The recent coronavirus situation has introduced a concept foreign to most people: social distancing, or keeping a minimum distance between individuals in order to reduce the spread of the disease. Being social animals at heart, many had problems adjusting to this new situation.
Not me. I’ve been practicing for this my whole life! Actually, I’m not practicing anymore. I’ve pretty much got this down.
Yes, as a rural resident for most of my adult existence, I’m pretty used to being alone, or very nearly so. Friends know they can see me when I come to town for something, which is admittedly inevitable. As a result, I get remarkably few visitors during the course of a year. Single digits, usually.
Oh, I’ve been around crowds in my day. Concerts, particularly. Especially the 1982 Elton John Fourth of July concert under the St. Louis Arch, supposedly attended by more than 1 million people. I actually worked my way down to the very front row with a small friend on my shoulders in order to take some great pictures. We were close enough to yell at Elton to smile for a photo, which he eventually did.
But most of the time I’m mostly alone, which certainly has its benefits. For one thing, you can dress (or undress) any way you like, similar to what many people working from home are experiencing. It’s certainly a feeling of freedom, wearing whatever you want.

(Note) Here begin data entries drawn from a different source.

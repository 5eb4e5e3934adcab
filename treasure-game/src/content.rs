//! Read-only game content: scenarios, their treasures, and treasure quizzes.
use serde::{Deserialize, Serialize};
use std::collections::BTreeSet;

/// Multiple-choice quiz attached to a treasure.
#[derive(Debug, Clone, PartialEq, Eq, Serialize, Deserialize)]
#[serde(rename_all = "camelCase")]
pub struct Quiz {
    pub question: String,
    pub options: Vec<String>,
    /// Zero-based index into `options`
    pub correct_answer: usize,
    #[serde(default)]
    pub explanation: String,
}

impl Quiz {
    /// Whether `choice` is a valid index into the option list.
    #[must_use]
    pub fn has_option(&self, choice: usize) -> bool {
        choice < self.options.len()
    }

    #[must_use]
    pub fn is_correct(&self, choice: usize) -> bool {
        choice == self.correct_answer
    }
}

/// A vocabulary item hidden in a scenario image.
#[derive(Debug, Clone, PartialEq, Serialize, Deserialize)]
#[serde(rename_all = "camelCase")]
pub struct Treasure {
    pub id: String,
    pub name: String,
    /// Hotspot position as a percentage of image width
    #[serde(default)]
    pub x: f32,
    /// Hotspot position as a percentage of image height
    #[serde(default)]
    pub y: f32,
    /// Text handed to speech synthesis for pronunciation
    #[serde(default)]
    pub vocabulary: String,
    #[serde(default)]
    pub explanation: String,
    #[serde(default)]
    pub example: String,
    #[serde(default)]
    pub grammar_topic: String,
    #[serde(default)]
    pub difficulty: String,
    pub points: u32,
    pub quiz: Quiz,
}

/// A scene the player explores, holding an ordered list of treasures.
#[derive(Debug, Clone, PartialEq, Serialize, Deserialize)]
#[serde(rename_all = "camelCase")]
pub struct Scenario {
    pub id: String,
    pub name: String,
    #[serde(default)]
    pub image: String,
    #[serde(default)]
    pub description: String,
    #[serde(default)]
    pub treasures: Vec<Treasure>,
}

impl Scenario {
    /// Ids of every treasure in this scenario.
    #[must_use]
    pub fn treasure_ids(&self) -> BTreeSet<String> {
        self.treasures.iter().map(|t| t.id.clone()).collect()
    }
}

/// Container for all scenario content
#[derive(Debug, Clone, PartialEq, Serialize, Deserialize, Default)]
pub struct GameContent {
    pub scenarios: Vec<Scenario>,
}

impl GameContent {
    /// Content with no scenarios, used when the feed failed to load
    #[must_use]
    pub fn empty() -> Self {
        Self {
            scenarios: Vec::new(),
        }
    }

    /// Load content from a JSON document
    ///
    /// # Errors
    ///
    /// Returns an error if the JSON cannot be parsed into valid content.
    pub fn from_json(json: &str) -> Result<Self, serde_json::Error> {
        serde_json::from_str(json)
    }

    #[must_use]
    pub fn from_scenarios(scenarios: Vec<Scenario>) -> Self {
        Self { scenarios }
    }

    /// Number of treasures across all scenarios.
    #[must_use]
    pub fn total_treasures(&self) -> usize {
        self.scenarios.iter().map(|s| s.treasures.len()).sum()
    }

    #[must_use]
    pub fn is_empty(&self) -> bool {
        self.total_treasures() == 0
    }

    #[must_use]
    pub fn scenario(&self, scenario_id: &str) -> Option<&Scenario> {
        self.scenarios.iter().find(|s| s.id == scenario_id)
    }

    /// Find a treasure by id across all scenarios.
    /// The first match wins when content repeats an id.
    #[must_use]
    pub fn find_treasure(&self, treasure_id: &str) -> Option<&Treasure> {
        self.scenarios
            .iter()
            .flat_map(|s| s.treasures.iter())
            .find(|t| t.id == treasure_id)
    }

    /// Scenario shown first when a session opens.
    #[must_use]
    pub fn first_scenario(&self) -> Option<&Scenario> {
        self.scenarios.first()
    }
}

#[cfg(test)]
mod tests {
    use super::*;

    const SAMPLE: &str = r#"{
        "scenarios": [
            {
                "id": "hotel-lobby",
                "name": "Hotel Lobby",
                "image": "/images/hotel.png",
                "treasures": [
                    {
                        "id": "reception",
                        "name": "Reception Desk",
                        "x": 42.5,
                        "y": 60,
                        "vocabulary": "reception desk",
                        "grammarTopic": "Compound nouns",
                        "points": 10,
                        "quiz": {
                            "question": "Where do you check in?",
                            "options": ["Reception desk", "Elevator"],
                            "correctAnswer": 0,
                            "explanation": "Guests check in at reception."
                        }
                    }
                ]
            },
            { "id": "airport", "name": "Airport" }
        ]
    }"#;

    #[test]
    fn content_from_json_reads_camel_case_fields() {
        let content = GameContent::from_json(SAMPLE).unwrap();
        assert_eq!(content.scenarios.len(), 2);
        assert_eq!(content.total_treasures(), 1);

        let treasure = content.find_treasure("reception").expect("treasure exists");
        assert_eq!(treasure.points, 10);
        assert_eq!(treasure.grammar_topic, "Compound nouns");
        assert!(treasure.quiz.is_correct(0));
        assert!(!treasure.quiz.is_correct(1));
        assert!(treasure.quiz.has_option(1));
        assert!(!treasure.quiz.has_option(2));
        assert!(treasure.difficulty.is_empty());
    }

    #[test]
    fn scenario_lookup_and_ids() {
        let content = GameContent::from_json(SAMPLE).unwrap();
        let hotel = content.scenario("hotel-lobby").expect("scenario exists");
        assert_eq!(hotel.treasure_ids().len(), 1);
        assert!(content.scenario("airport").unwrap().treasures.is_empty());
        assert!(content.scenario("beach").is_none());
        assert_eq!(content.first_scenario().map(|s| s.id.as_str()), Some("hotel-lobby"));
    }

    #[test]
    fn empty_content_has_no_treasures() {
        let content = GameContent::empty();
        assert!(content.is_empty());
        assert!(content.find_treasure("reception").is_none());
        assert!(content.first_scenario().is_none());
    }

    #[test]
    fn missing_points_is_rejected() {
        let json = r#"{ "scenarios": [ { "id": "s", "name": "S", "treasures": [
            { "id": "t", "name": "T", "quiz": { "question": "q", "options": [], "correctAnswer": 0 } }
        ] } ] }"#;
        assert!(GameContent::from_json(json).is_err());
    }
}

However, many younger folks undermine the whole point of being alone by putting themselves on Zoom or whatever, showing everyone how they’re in their undies at 3 p.m. The whole idea of this pajama parade is to protect privacy, not to pursue prurient interests. Get an unlife, people!
Another solace of a solitary situation is that you can eat anything you want, no matter how strange it may seem to others. In one “Andy Griffith” episode, Andy gets pickled avocados, shrimp enchiladas and other uncommon comestibles when he’s home alone “batching it.” But he never undermined his efforts by posting his meals on social media, as is the current custom. If I want to eat peanut butter directly from the jar or squirt whipped cream right into my mouth, I really don’t need anyone else to know about it.
My best friend Tony has responded to the corona crap by drinking more heavily than usual, as have many others. He’s introduced the concept of the “quarantini,” which basically covers any martini-type cocktail. I’ve been playing a version of “stump the band” with him, in which I suggest a ridiculous-sounding drink, and he finds a recipe on the Internet almost immediately. For example, there was a Prince tribute concert recently. I asked him to come up with a “Purple Raintini,” and a “Raspberry Beret.” He came up with both almost instantly. After he came up with several other unlikely drinks, I finally suggested one he couldn’t come up with: Chicken Kiev. That was sort of cheating by me, however.
This pandemic pandemonium hasn’t been limited to our country, of course, and some areas are having more trouble than others. Regular readers know that I go to Argentina annually, where they love to hug each other all the time. Somewhat scandalous to a Scandinavian (I’m part Danish), I nevertheless have adjusted to this situation. It’s not sexual at all; men hug each other as often as the opposite sex. They just love physical contact, and the current crisis prevents perpetration.
But I’m pretty happy being mostly alone, and it’s certainly helped me keep healthy. In the meantime, while this stuff is still going on, I’ll just give you a “Newhart hug,” which Bob Newhart used to do with certain people such as in-laws. You just nod left and right from a distance, while the recipient does the same. And have a quarantini on me! Light on the virus vermouth, please.